>>

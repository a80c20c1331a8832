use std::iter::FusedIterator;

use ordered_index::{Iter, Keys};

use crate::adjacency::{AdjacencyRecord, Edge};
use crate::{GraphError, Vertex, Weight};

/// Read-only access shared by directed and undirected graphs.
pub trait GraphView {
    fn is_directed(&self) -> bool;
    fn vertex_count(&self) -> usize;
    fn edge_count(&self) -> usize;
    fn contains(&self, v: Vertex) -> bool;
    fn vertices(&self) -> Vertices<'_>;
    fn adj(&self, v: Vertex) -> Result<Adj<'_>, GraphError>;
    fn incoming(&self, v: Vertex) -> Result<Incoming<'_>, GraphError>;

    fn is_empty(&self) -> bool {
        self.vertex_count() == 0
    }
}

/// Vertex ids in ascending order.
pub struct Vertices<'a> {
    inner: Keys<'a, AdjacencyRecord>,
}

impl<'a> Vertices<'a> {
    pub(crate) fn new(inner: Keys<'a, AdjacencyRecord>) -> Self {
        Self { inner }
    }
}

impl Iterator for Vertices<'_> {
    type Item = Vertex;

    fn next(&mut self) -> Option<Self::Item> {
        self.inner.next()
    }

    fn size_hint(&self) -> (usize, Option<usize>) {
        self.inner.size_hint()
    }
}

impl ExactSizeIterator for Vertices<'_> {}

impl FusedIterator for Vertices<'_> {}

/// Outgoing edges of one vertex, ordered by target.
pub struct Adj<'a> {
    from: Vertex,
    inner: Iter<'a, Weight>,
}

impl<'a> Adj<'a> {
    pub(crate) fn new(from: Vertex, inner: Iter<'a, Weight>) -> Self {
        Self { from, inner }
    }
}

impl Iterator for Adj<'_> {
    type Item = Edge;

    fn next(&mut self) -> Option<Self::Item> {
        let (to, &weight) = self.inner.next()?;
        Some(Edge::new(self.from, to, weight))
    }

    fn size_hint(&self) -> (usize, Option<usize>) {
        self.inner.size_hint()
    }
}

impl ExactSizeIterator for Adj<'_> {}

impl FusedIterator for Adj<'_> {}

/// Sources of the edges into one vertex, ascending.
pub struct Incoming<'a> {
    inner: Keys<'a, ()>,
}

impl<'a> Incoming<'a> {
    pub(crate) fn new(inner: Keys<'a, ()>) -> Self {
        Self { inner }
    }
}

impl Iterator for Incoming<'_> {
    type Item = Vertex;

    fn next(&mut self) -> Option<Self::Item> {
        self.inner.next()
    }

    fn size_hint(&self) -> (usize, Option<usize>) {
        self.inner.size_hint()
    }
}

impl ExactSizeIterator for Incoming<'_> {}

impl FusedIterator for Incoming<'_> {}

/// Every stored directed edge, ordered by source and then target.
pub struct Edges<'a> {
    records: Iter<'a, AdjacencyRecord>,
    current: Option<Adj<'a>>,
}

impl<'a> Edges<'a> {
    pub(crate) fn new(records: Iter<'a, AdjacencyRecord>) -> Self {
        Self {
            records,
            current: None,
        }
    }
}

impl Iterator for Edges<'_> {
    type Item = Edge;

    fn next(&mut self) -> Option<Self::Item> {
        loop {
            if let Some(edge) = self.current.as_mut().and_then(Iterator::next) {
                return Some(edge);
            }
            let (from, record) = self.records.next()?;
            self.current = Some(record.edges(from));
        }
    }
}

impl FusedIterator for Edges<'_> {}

<<
>>

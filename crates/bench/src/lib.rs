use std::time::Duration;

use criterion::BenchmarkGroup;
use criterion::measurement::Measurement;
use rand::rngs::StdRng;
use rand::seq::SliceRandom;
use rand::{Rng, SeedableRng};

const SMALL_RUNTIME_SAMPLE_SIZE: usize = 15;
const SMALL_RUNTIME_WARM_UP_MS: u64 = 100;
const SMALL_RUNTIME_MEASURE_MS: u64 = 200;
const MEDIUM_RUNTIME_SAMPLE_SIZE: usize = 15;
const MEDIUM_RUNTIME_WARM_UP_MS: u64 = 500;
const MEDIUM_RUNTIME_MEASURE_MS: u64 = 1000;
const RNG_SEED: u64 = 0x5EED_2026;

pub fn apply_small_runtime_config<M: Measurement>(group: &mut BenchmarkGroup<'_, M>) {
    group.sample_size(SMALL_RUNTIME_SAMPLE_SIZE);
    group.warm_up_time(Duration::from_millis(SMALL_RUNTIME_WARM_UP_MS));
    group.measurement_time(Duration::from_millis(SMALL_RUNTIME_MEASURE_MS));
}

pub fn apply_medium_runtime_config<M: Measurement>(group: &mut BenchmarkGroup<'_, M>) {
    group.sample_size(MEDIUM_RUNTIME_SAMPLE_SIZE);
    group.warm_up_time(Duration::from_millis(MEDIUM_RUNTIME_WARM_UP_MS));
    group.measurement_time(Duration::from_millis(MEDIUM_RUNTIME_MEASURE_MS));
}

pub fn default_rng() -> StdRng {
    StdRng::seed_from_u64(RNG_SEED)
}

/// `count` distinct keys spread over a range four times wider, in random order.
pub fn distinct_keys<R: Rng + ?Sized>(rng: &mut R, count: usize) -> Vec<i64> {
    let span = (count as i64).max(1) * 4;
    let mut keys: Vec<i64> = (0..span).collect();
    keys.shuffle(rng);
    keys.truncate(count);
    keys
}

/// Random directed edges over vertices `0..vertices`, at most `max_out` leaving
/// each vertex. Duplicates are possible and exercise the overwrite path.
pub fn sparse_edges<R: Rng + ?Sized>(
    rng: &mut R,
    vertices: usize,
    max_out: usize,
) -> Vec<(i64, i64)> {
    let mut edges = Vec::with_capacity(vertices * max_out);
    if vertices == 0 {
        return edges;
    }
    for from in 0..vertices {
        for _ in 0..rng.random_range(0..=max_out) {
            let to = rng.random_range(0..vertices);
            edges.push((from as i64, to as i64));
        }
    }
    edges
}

<<
>>

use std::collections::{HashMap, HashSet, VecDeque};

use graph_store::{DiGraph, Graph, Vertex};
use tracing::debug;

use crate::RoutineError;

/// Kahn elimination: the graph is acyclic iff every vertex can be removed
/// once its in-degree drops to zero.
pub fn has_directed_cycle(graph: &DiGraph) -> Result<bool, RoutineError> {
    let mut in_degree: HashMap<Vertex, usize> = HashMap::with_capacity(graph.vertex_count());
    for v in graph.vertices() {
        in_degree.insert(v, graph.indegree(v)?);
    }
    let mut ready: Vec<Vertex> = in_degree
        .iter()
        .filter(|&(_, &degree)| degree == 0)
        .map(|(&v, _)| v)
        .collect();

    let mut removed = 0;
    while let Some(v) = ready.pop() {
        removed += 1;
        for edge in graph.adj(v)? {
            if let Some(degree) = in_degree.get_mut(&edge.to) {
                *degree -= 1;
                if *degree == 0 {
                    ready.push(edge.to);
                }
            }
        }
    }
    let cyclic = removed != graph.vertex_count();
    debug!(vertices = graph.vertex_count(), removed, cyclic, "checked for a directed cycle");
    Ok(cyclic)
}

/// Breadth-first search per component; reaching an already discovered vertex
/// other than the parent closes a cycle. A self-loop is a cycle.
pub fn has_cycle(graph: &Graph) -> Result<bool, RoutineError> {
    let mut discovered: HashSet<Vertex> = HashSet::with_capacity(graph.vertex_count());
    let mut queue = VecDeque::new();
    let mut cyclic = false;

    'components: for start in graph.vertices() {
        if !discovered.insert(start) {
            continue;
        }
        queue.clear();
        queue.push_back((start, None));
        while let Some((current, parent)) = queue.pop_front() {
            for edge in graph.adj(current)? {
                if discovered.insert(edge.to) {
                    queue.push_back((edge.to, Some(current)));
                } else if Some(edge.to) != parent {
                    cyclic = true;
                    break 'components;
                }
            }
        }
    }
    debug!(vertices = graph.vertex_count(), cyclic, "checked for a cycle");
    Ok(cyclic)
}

<<

Tell how many lines of the records above hold the string "target". Give no other text.

## RESULT OF THE TASK
2